# Pothos emersed



## someoldguy (Feb 26, 2014)

I've got something that looks like pothos in my tanks . If you've got a root ball like from a potted plant , I'd just rinse the potting soil off it , and dunk the root ball completely . If you've got a cutting , like I started with , just dunk the lower 3-4 inches in the tank , it'll root real fast . Mine's running just fine on the overhead fluorescents in my basement . There's some by a window that have much bigger leaves , but all are healthy .

Addenda: Here's a couple of 'happy snaps' of how the vines are rooted in my tanks …


----------



## Kris (Feb 27, 2004)

i have a tiny aquaponics set up in my classroom (10 gallon aquarium and a plastic shoebox as the grow bed) and a pothos grew from the grow bed into the aquarium- one long branch/tendril reached into the water and rooted itself. 
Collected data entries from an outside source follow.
use chrono::NaiveDateTime;
use serde::{Deserialize, Serialize};

use crate::pagination::Pagination;

/// Catalog entry that can be put on an order.
#[derive(Debug, Serialize, Deserialize, Clone, PartialEq, Eq)]
pub struct Product {
    pub id: i32,
    pub name: String,
    /// Unit price represented in the smallest currency unit (for example kopecks).
    pub price_cents: i64,
    /// Unit of measurement, e.g. `kg` or `pcs`.
    pub unit: String,
    pub created_at: NaiveDateTime,
    pub updated_at: NaiveDateTime,
}

/// Payload required to insert a new product.
#[derive(Debug, Clone, PartialEq, Eq)]
pub struct NewProduct {
    pub name: String,
    pub price_cents: i64,
    pub unit: String,
}

impl NewProduct {
    pub fn new(name: impl Into<String>, price_cents: i64, unit: impl Into<String>) -> Self {
        Self {
            name: name.into(),
            price_cents,
            unit: unit.into(),
        }
    }
}

/// Patch data applied when updating an existing product.
#[derive(Debug, Clone, PartialEq, Eq)]
pub struct UpdateProduct {
    pub name: Option<String>,
    pub price_cents: Option<i64>,
    pub unit: Option<String>,
    pub updated_at: NaiveDateTime,
}

impl Default for UpdateProduct {
    fn default() -> Self {
        Self::new()
    }
}

impl UpdateProduct {
    pub fn new() -> Self {
        Self {
            name: None,
            price_cents: None,
            unit: None,
            updated_at: chrono::Local::now().naive_utc(),
        }
    }

    pub fn name(mut self, name: impl Into<String>) -> Self {
        self.name = Some(name.into());
        self
    }

    pub fn price_cents(mut self, price_cents: i64) -> Self {
        self.price_cents = Some(price_cents);
        self
    }

    pub fn unit(mut self, unit: impl Into<String>) -> Self {
        self.unit = Some(unit.into());
        self
    }
}

/// Query definition used to list products.
#[derive(Debug, Clone, Default)]
pub struct ProductListQuery {
    /// Substring matched against the product name.
    pub search: Option<String>,
    pub pagination: Option<Pagination>,
}

impl ProductListQuery {
    pub fn new() -> Self {
        Self::default()
    }

    pub fn search(mut self, term: impl Into<String>) -> Self {
        self.search = Some(term.into());
        self
    }

    pub fn paginate(mut self, page: usize, per_page: usize) -> Self {
        self.pagination = Some(Pagination { page, per_page });
        self
    }
}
i didn't have to do anything but keep the frog from using the roots as an escape hatch.


----------



## BBradbury (Nov 8, 2010)

*Emersed land Plants*

Hello Grah...

Pothos needs only room light to grow. If you grow it out of water only, then all the potting mixture must be removed from the roots and the leaves must be kept out of the water. For best growth, position an air stone underneath the roots, so there's a steady source of oxygen feeding the roots. In an aquarium, the dissolved wastes provided by the fish is all the plant needs.
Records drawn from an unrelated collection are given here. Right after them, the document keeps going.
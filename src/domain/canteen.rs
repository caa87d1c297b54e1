use chrono::NaiveDateTime;
use serde::{Deserialize, Serialize};

use crate::pagination::Pagination;

/// A facility that sends or receives supply orders.
#[derive(Debug, Clone, Serialize, Deserialize, PartialEq, Eq)]
pub struct Canteen {
    pub id: i32,
    pub address: String,
    pub created_at: NaiveDateTime,
    pub updated_at: NaiveDateTime,
}

#[derive(Debug, Clone, PartialEq, Eq)]
pub struct NewCanteen {
    pub address: String,
}

impl NewCanteen {
    pub fn new(address: impl Into<String>) -> Self {
        Self {
            address: address.into().trim().to_string(),
        }
    }
}

#[derive(Debug, Clone, PartialEq, Eq)]
pub struct UpdateCanteen {
    pub address: String,
    pub updated_at: NaiveDateTime,
}

/// Query definition used to list canteens.
#[derive(Debug, Clone, Default)]
pub struct CanteenListQuery {
    /// Substring matched against the address.
    pub search: Option<String>,
    pub pagination: Option<Pagination>,
}

impl CanteenListQuery {
    pub fn new() -> Self {
        Self::default()
    }

    pub fn search(mut self, term: impl Into<String>) -> Self {
        self.search = Some(term.into());
        self
    }

    pub fn paginate(mut self, page: usize, per_page: usize) -> Self {
        self.pagination = Some(Pagination { page, per_page });
        self
    }
}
There are a couple of other land plants you can try. Nephthytis and my favorite, Chinese evergreen (Aglaonema) will do as well or better than Pothos. just remember to remove all the potting mixture from the roots before putting the roots under water.

B


----------



## AGUILAR3 (Jun 22, 2013)

BBradbury said:


> and the leaves must be kept out of the water.


----------



## crazy4fids (Dec 3, 2014)

Anthurium and peace lillies also do well but are more of an upright plant. Bot of these can usually be found at home depot. The anthurium has dark green glossy heart shaped leaves and bright red flowers. Both plants were popular with the planted betta bowls back in the early 2000's. The ornamental "lucky bamboo" also does well in just water. I've seen set ups with baskets along the equipment gap in the back of a large tank with plants rooting out of the back. It makes for an attractive display and the surface roots double as baby savers.


----------



## Kehy (Feb 5, 2012)

I have something similar to pothos in a riparium planter. I find that the planter and gravel work better than just having it float loose in the tank, and give it somewhere to root into.


----------